Nos chères têtes blondes sont parfois sordides.
Nos chères têtes blondes sont parfois sordides.

Le fils du maire de K. était un garçon brillant. À l’âge de 5 ans, il avait déjà remporté trois fois le concours annuel de billes du village. À 6 ans, un premier poil apparaissait sur son menton, qui occupa, une année durant, l’académie de médecine du Land. Tout lui réussissait, rien ne semblait l’arrêter – pas même la cuiller en or qui encombrait sa bouche depuis sa naissance et qui lui aurait conféré une élocution drolatique s’il avait été un autre.

Or, il advint que l’enfant, qui avait déjà tout fait, parvint à ses 8 ans et s’estima en âge de tâter de la politique : le sport et le physique vous lassent vite un homme quand de plus hauts objets se présentent à lui.

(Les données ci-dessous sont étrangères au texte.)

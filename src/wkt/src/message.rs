// Copyright 2026 Google LLC
//
// Licensed under the Apache License, Version 2.0 (the "License");
// you may not use this file except in compliance with the License.
// You may obtain a copy of the License at
//
//     https://www.apache.org/licenses/LICENSE-2.0
//
// Unless required by applicable law or agreed to in writing, software
// distributed under the License is distributed on an "AS IS" BASIS,
// WITHOUT WARRANTIES OR CONDITIONS OF ANY KIND, either express or implied.
// See the License for the specific language governing permissions and
// limitations under the License.

//! Define traits required of all messages.

pub(crate) type Map = serde_json::Map<String, serde_json::Value>;
use crate::AnyError as Error;

/// A trait that must be implemented by all messages.
///
/// Messages sent to and received from Google Cloud services may be wrapped in
/// [Any][crate::Any]. `Any` uses a `@type` field to encode the type name and
/// then validates extraction and insertion against this type.
pub trait Message: serde::ser::Serialize + serde::de::DeserializeOwned {
    /// The typename of this message.
    fn typename() -> &'static str;

    /// Store the message in the JSON object used by [Any][crate::Any].
    ///
    /// Most messages are stored flatly, next to the `@type` field. Messages
    /// with a custom JSON encoding override this to use a `value` field.
    #[doc(hidden)]
    fn to_map(&self) -> Result<Map, Error> {
        to_json_object(self)
    }

    /// The analog of [to_map()][Message::to_map].
    #[doc(hidden)]
    fn from_map(map: &Map) -> Result<Self, Error> {
        from_object(map)
    }
}

/// Write the serialization of `T` flatly into a map.
///
/// We use this for types that do not have special encodings, as defined in:
/// https://protobuf.dev/programming-guides/json/
pub(crate) fn to_json_object<T>(message: &T) -> Result<Map, Error>
where
    T: Message,
{
    use serde_json::Value;

    let value = serde_json::to_value(message).map_err(Error::ser)?;
    match value {
        Value::Object(mut map) => {
            map.insert(
                "@type".to_string(),
                Value::String(T::typename().to_string()),
            );
            Ok(map)
        }
        _ => Err(Error::ser(
            "unexpected JSON type, only Object and String are supported",
        )),
    }
}

/// Write the serialization of `T` into the `value` field of a map.
///
/// Used for types whose JSON encoding is not an object.
pub(crate) fn to_json_other<T>(message: &T) -> Result<Map, Error>
where
    T: Message,
{
    let value = serde_json::to_value(message).map_err(Error::ser)?;
    let mut map = Map::new();
    map.insert("@type".to_string(), T::typename().into());
    map.insert("value".to_string(), value);
    Ok(map)
}

pub(crate) fn from_object<T>(map: &Map) -> Result<T, Error>
where
    T: Message,
{
    let map = map
        .iter()
        .filter(|(k, _)| k.as_str() != "@type")
        .map(|(k, v)| (k.clone(), v.clone()))
        .collect();
    serde_json::from_value::<T>(serde_json::Value::Object(map)).map_err(Error::deser)
}

pub(crate) fn from_other<T>(map: &Map) -> Result<T, Error>
where
    T: Message,
{
    map.get("value")
        .map(|v| serde_json::from_value::<T>(v.clone()))
        .ok_or_else(|| Error::deser("value field is missing"))?
        .map_err(Error::deser)
}

#[cfg(test)]
mod tests {
    use super::*;
    use serde_json::json;

    #[derive(Clone, Debug, PartialEq, serde::Serialize, serde::Deserialize)]
    struct TestMessage {
        #[serde(flatten)]
        _unknown_fields: serde_json::Map<String, serde_json::Value>,
    }

    impl Message for TestMessage {
        fn typename() -> &'static str {
            "type.googleapis.com/test.TestMessage"
        }
    }

    #[test]
    fn drop_type_field() {
        let input = json!({
            "@type": "type.googleapis.com/test.TestMessage",
            "a": 1,
            "b": 2,
        });
        let map = input.as_object().cloned().unwrap();
        let test = TestMessage::from_map(&map).unwrap();
        assert!(test._unknown_fields.get("@type").is_none(), "{test:?}");
        assert_eq!(test._unknown_fields.get("a"), Some(&json!(1)));
    }

    #[test]
    fn add_type_field() {
        let mut fields = serde_json::Map::new();
        fields.insert("a".to_string(), json!(1));
        let test = TestMessage {
            _unknown_fields: fields,
        };
        let map = test.to_map().unwrap();
        assert_eq!(
            map.get("@type"),
            Some(&json!("type.googleapis.com/test.TestMessage"))
        );
        assert_eq!(map.get("a"), Some(&json!(1)));
    }

    #[test]
    fn missing_value_field() {
        let input = json!({"@type": "type.googleapis.com/google.protobuf.Duration"});
        let map = input.as_object().cloned().unwrap();
        let got = from_other::<crate::Duration>(&map);
        assert!(matches!(got, Err(Error::Deserialization(_))), "{got:?}");
    }
}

En septembre 1951, on le vit donc se présenter à l’élection de délégué de classe de 10e de l’école municipale de K. Il fit sa campagne comme pas un et promit à ses camarades monts et merveilles : il se battrait pour qu’on réaménage la cour et qu’enfin l’on nettoie le bac à sable de ses lichens et de ses fientes. On supprimerait les épinards servis le mardi à la cantine et les frites remplaceraient les pommes vapeur du vendredi. Lorsqu’il déclara que les brocolis et les salsifis n’auraient plus le droit de cité sur les tablées du réfectoire, ce fut, de toute part, une ovation. Le vote n’avait pas eu lieu qu’il était déjà élu.

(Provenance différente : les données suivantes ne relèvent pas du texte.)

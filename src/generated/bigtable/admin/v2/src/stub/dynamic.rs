// Copyright 2026 Google LLC
//
// Licensed under the Apache License, Version 2.0 (the "License");
// you may not use this file except in compliance with the License.
// You may obtain a copy of the License at
//
//     https://www.apache.org/licenses/LICENSE-2.0
//
// Unless required by applicable law or agreed to in writing, software
// distributed under the License is distributed on an "AS IS" BASIS,
// WITHOUT WARRANTIES OR CONDITIONS OF ANY KIND, either express or implied.
// See the License for the specific language governing permissions and
// limitations under the License.
//
// Code generated by sidekick. DO NOT EDIT.

/// A dyn-compatible, crate-private version of [super::BigtableInstanceAdmin].
#[async_trait::async_trait]
pub trait BigtableInstanceAdmin: std::fmt::Debug + Send + Sync {
    async fn create_instance(
        &self,
        req: crate::model::CreateInstanceRequest,
        options: gax::options::RequestOptions,
    ) -> crate::Result<gax::response::Response<longrunning::model::Operation>>;

    async fn get_instance(
        &self,
        req: crate::model::GetInstanceRequest,
        options: gax::options::RequestOptions,
    ) -> crate::Result<gax::response::Response<crate::model::Instance>>;

    async fn list_instances(
        &self,
        req: crate::model::ListInstancesRequest,
        options: gax::options::RequestOptions,
    ) -> crate::Result<gax::response::Response<crate::model::ListInstancesResponse>>;

    async fn update_instance(
        &self,
        req: crate::model::Instance,
        options: gax::options::RequestOptions,
    ) -> crate::Result<gax::response::Response<crate::model::Instance>>;

    async fn delete_instance(
        &self,
        req: crate::model::DeleteInstanceRequest,
        options: gax::options::RequestOptions,
    ) -> crate::Result<gax::response::Response<wkt::Empty>>;

    async fn create_cluster(
        &self,
        req: crate::model::CreateClusterRequest,
        options: gax::options::RequestOptions,
    ) -> crate::Result<gax::response::Response<longrunning::model::Operation>>;

    async fn get_cluster(
        &self,
        req: crate::model::GetClusterRequest,
        options: gax::options::RequestOptions,
    ) -> crate::Result<gax::response::Response<crate::model::Cluster>>;

    async fn list_clusters(
        &self,
        req: crate::model::ListClustersRequest,
        options: gax::options::RequestOptions,
    ) -> crate::Result<gax::response::Response<crate::model::ListClustersResponse>>;

    async fn update_cluster(
        &self,
        req: crate::model::Cluster,
        options: gax::options::RequestOptions,
    ) -> crate::Result<gax::response::Response<longrunning::model::Operation>>;

    async fn delete_cluster(
        &self,
        req: crate::model::DeleteClusterRequest,
        options: gax::options::RequestOptions,
    ) -> crate::Result<gax::response::Response<wkt::Empty>>;

    async fn get_operation(
        &self,
        req: longrunning::model::GetOperationRequest,
        options: gax::options::RequestOptions,
    ) -> crate::Result<gax::response::Response<longrunning::model::Operation>>;

    async fn cancel_operation(
        &self,
        req: longrunning::model::CancelOperationRequest,
        options: gax::options::RequestOptions,
    ) -> crate::Result<gax::response::Response<wkt::Empty>>;

    async fn delete_operation(
        &self,
        req: longrunning::model::DeleteOperationRequest,
        options: gax::options::RequestOptions,
    ) -> crate::Result<gax::response::Response<wkt::Empty>>;

    fn get_polling_error_policy(
        &self,
        options: &gax::options::RequestOptions,
    ) -> std::sync::Arc<dyn gax::polling_error_policy::PollingErrorPolicy>;

    fn get_polling_backoff_policy(
        &self,
        options: &gax::options::RequestOptions,
    ) -> std::sync::Arc<dyn gax::polling_backoff_policy::PollingBackoffPolicy>;
}

/// All implementations of [super::BigtableInstanceAdmin] also implement [BigtableInstanceAdmin].
#[async_trait::async_trait]
impl<T: super::BigtableInstanceAdmin> BigtableInstanceAdmin for T {
    /// Forwards the call to the implementation provided by `T`.
    async fn create_instance(
        &self,
        req: crate::model::CreateInstanceRequest,
        options: gax::options::RequestOptions,
    ) -> crate::Result<gax::response::Response<longrunning::model::Operation>> {
        T::create_instance(self, req, options).await
    }

    /// Forwards the call to the implementation provided by `T`.
    async fn get_instance(
        &self,
        req: crate::model::GetInstanceRequest,
        options: gax::options::RequestOptions,
    ) -> crate::Result<gax::response::Response<crate::model::Instance>> {
        T::get_instance(self, req, options).await
    }

    /// Forwards the call to the implementation provided by `T`.
    async fn list_instances(
        &self,
        req: crate::model::ListInstancesRequest,
        options: gax::options::RequestOptions,
    ) -> crate::Result<gax::response::Response<crate::model::ListInstancesResponse>> {
        T::list_instances(self, req, options).await
    }

    /// Forwards the call to the implementation provided by `T`.
    async fn update_instance(
        &self,
        req: crate::model::Instance,
        options: gax::options::RequestOptions,
    ) -> crate::Result<gax::response::Response<crate::model::Instance>> {
        T::update_instance(self, req, options).await
    }

    /// Forwards the call to the implementation provided by `T`.
    async fn delete_instance(
        &self,
        req: crate::model::DeleteInstanceRequest,
        options: gax::options::RequestOptions,
    ) -> crate::Result<gax::response::Response<wkt::Empty>> {
        T::delete_instance(self, req, options).await
    }

    /// Forwards the call to the implementation provided by `T`.
    async fn create_cluster(
        &self,
        req: crate::model::CreateClusterRequest,
        options: gax::options::RequestOptions,
    ) -> crate::Result<gax::response::Response<longrunning::model::Operation>> {
        T::create_cluster(self, req, options).await
    }

    /// Forwards the call to the implementation provided by `T`.
    async fn get_cluster(
        &self,
        req: crate::model::GetClusterRequest,
        options: gax::options::RequestOptions,
    ) -> crate::Result<gax::response::Response<crate::model::Cluster>> {
        T::get_cluster(self, req, options).await
    }

    /// Forwards the call to the implementation provided by `T`.
    async fn list_clusters(
        &self,
        req: crate::model::ListClustersRequest,
        options: gax::options::RequestOptions,
    ) -> crate::Result<gax::response::Response<crate::model::ListClustersResponse>> {
        T::list_clusters(self, req, options).await
    }

    /// Forwards the call to the implementation provided by `T`.
    async fn update_cluster(
        &self,
        req: crate::model::Cluster,
        options: gax::options::RequestOptions,
    ) -> crate::Result<gax::response::Response<longrunning::model::Operation>> {
        T::update_cluster(self, req, options).await
    }

    /// Forwards the call to the implementation provided by `T`.
    async fn delete_cluster(
        &self,
        req: crate::model::DeleteClusterRequest,
        options: gax::options::RequestOptions,
    ) -> crate::Result<gax::response::Response<wkt::Empty>> {
        T::delete_cluster(self, req, options).await
    }

    /// Forwards the call to the implementation provided by `T`.
    async fn get_operation(
        &self,
        req: longrunning::model::GetOperationRequest,
        options: gax::options::RequestOptions,
    ) -> crate::Result<gax::response::Response<longrunning::model::Operation>> {
        T::get_operation(self, req, options).await
    }

    /// Forwards the call to the implementation provided by `T`.
    async fn cancel_operation(
        &self,
        req: longrunning::model::CancelOperationRequest,
        options: gax::options::RequestOptions,
    ) -> crate::Result<gax::response::Response<wkt::Empty>> {
        T::cancel_operation(self, req, options).await
    }

    /// Forwards the call to the implementation provided by `T`.
    async fn delete_operation(
        &self,
        req: longrunning::model::DeleteOperationRequest,
        options: gax::options::RequestOptions,
    ) -> crate::Result<gax::response::Response<wkt::Empty>> {
        T::delete_operation(self, req, options).await
    }

    fn get_polling_error_policy(
        &self,
        options: &gax::options::RequestOptions,
    ) -> std::sync::Arc<dyn gax::polling_error_policy::PollingErrorPolicy> {
        T::get_polling_error_policy(self, options)
    }

    fn get_polling_backoff_policy(
        &self,
        options: &gax::options::RequestOptions,
    ) -> std::sync::Arc<dyn gax::polling_backoff_policy::PollingBackoffPolicy> {
        T::get_polling_backoff_policy(self, options)
    }
}

/// A dyn-compatible, crate-private version of [super::BigtableTableAdmin].
#[async_trait::async_trait]
pub trait BigtableTableAdmin: std::fmt::Debug + Send + Sync {
    async fn create_table(
        &self,
        req: crate::model::CreateTableRequest,
        options: gax::options::RequestOptions,
    ) -> crate::Result<gax::response::Response<crate::model::Table>>;

    async fn list_tables(
        &self,
        req: crate::model::ListTablesRequest,
        options: gax::options::RequestOptions,
    ) -> crate::Result<gax::response::Response<crate::model::ListTablesResponse>>;

    async fn get_table(
        &self,
        req: crate::model::GetTableRequest,
        options: gax::options::RequestOptions,
    ) -> crate::Result<gax::response::Response<crate::model::Table>>;

    async fn delete_table(
        &self,
        req: crate::model::DeleteTableRequest,
        options: gax::options::RequestOptions,
    ) -> crate::Result<gax::response::Response<wkt::Empty>>;

    async fn modify_column_families(
        &self,
        req: crate::model::ModifyColumnFamiliesRequest,
        options: gax::options::RequestOptions,
    ) -> crate::Result<gax::response::Response<crate::model::Table>>;

    async fn drop_row_range(
        &self,
        req: crate::model::DropRowRangeRequest,
        options: gax::options::RequestOptions,
    ) -> crate::Result<gax::response::Response<wkt::Empty>>;
}

/// All implementations of [super::BigtableTableAdmin] also implement [BigtableTableAdmin].
#[async_trait::async_trait]
impl<T: super::BigtableTableAdmin> BigtableTableAdmin for T {
    /// Forwards the call to the implementation provided by `T`.
    async fn create_table(
        &self,
        req: crate::model::CreateTableRequest,
        options: gax::options::RequestOptions,
    ) -> crate::Result<gax::response::Response<crate::model::Table>> {
        T::create_table(self, req, options).await
    }

    /// Forwards the call to the implementation provided by `T`.
    async fn list_tables(
        &self,
        req: crate::model::ListTablesRequest,
        options: gax::options::RequestOptions,
    ) -> crate::Result<gax::response::Response<crate::model::ListTablesResponse>> {
        T::list_tables(self, req, options).await
    }

    /// Forwards the call to the implementation provided by `T`.
    async fn get_table(
        &self,
        req: crate::model::GetTableRequest,
        options: gax::options::RequestOptions,
    ) -> crate::Result<gax::response::Response<crate::model::Table>> {
        T::get_table(self, req, options).await
    }

    /// Forwards the call to the implementation provided by `T`.
    async fn delete_table(
        &self,
        req: crate::model::DeleteTableRequest,
        options: gax::options::RequestOptions,
    ) -> crate::Result<gax::response::Response<wkt::Empty>> {
        T::delete_table(self, req, options).await
    }

    /// Forwards the call to the implementation provided by `T`.
    async fn modify_column_families(
        &self,
        req: crate::model::ModifyColumnFamiliesRequest,
        options: gax::options::RequestOptions,
    ) -> crate::Result<gax::response::Response<crate::model::Table>> {
        T::modify_column_families(self, req, options).await
    }

    /// Forwards the call to the implementation provided by `T`.
    async fn drop_row_range(
        &self,
        req: crate::model::DropRowRangeRequest,
        options: gax::options::RequestOptions,
    ) -> crate::Result<gax::response::Response<wkt::Empty>> {
        T::drop_row_range(self, req, options).await
    }
}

Mais la vie n’est pas simple et l’épicier du village, qui avait fait le point sur le manque à gagner qu’une élection du fils de l’Oberbürgermeister provoquerait, envoya son propre fils se présenter contre lui. L’affaire aurait pu se régler à la récré : une partie de billes, un échange diplomatique de gnons et de mandales, un concours de zizi dans les toilettes pour garçons. Les choses s’étaient déjà envenimées : le fils du maire fut accusé de tous les maux et les pires rumeurs l’affectèrent. On n’hésita pas à prétendre qu’il faisait encore pipi au lit, qu’il mangeait ses crottes de nez et, pire que tout, qu’il n’était qu’un gros fayot. Ne l’avait-on pas vu plusieurs fois s’attarder auprès de Mlle W., l’institutrice de la petite classe, pour s’enquérir de sa santé ou lui porter son sac ? La petite crapule…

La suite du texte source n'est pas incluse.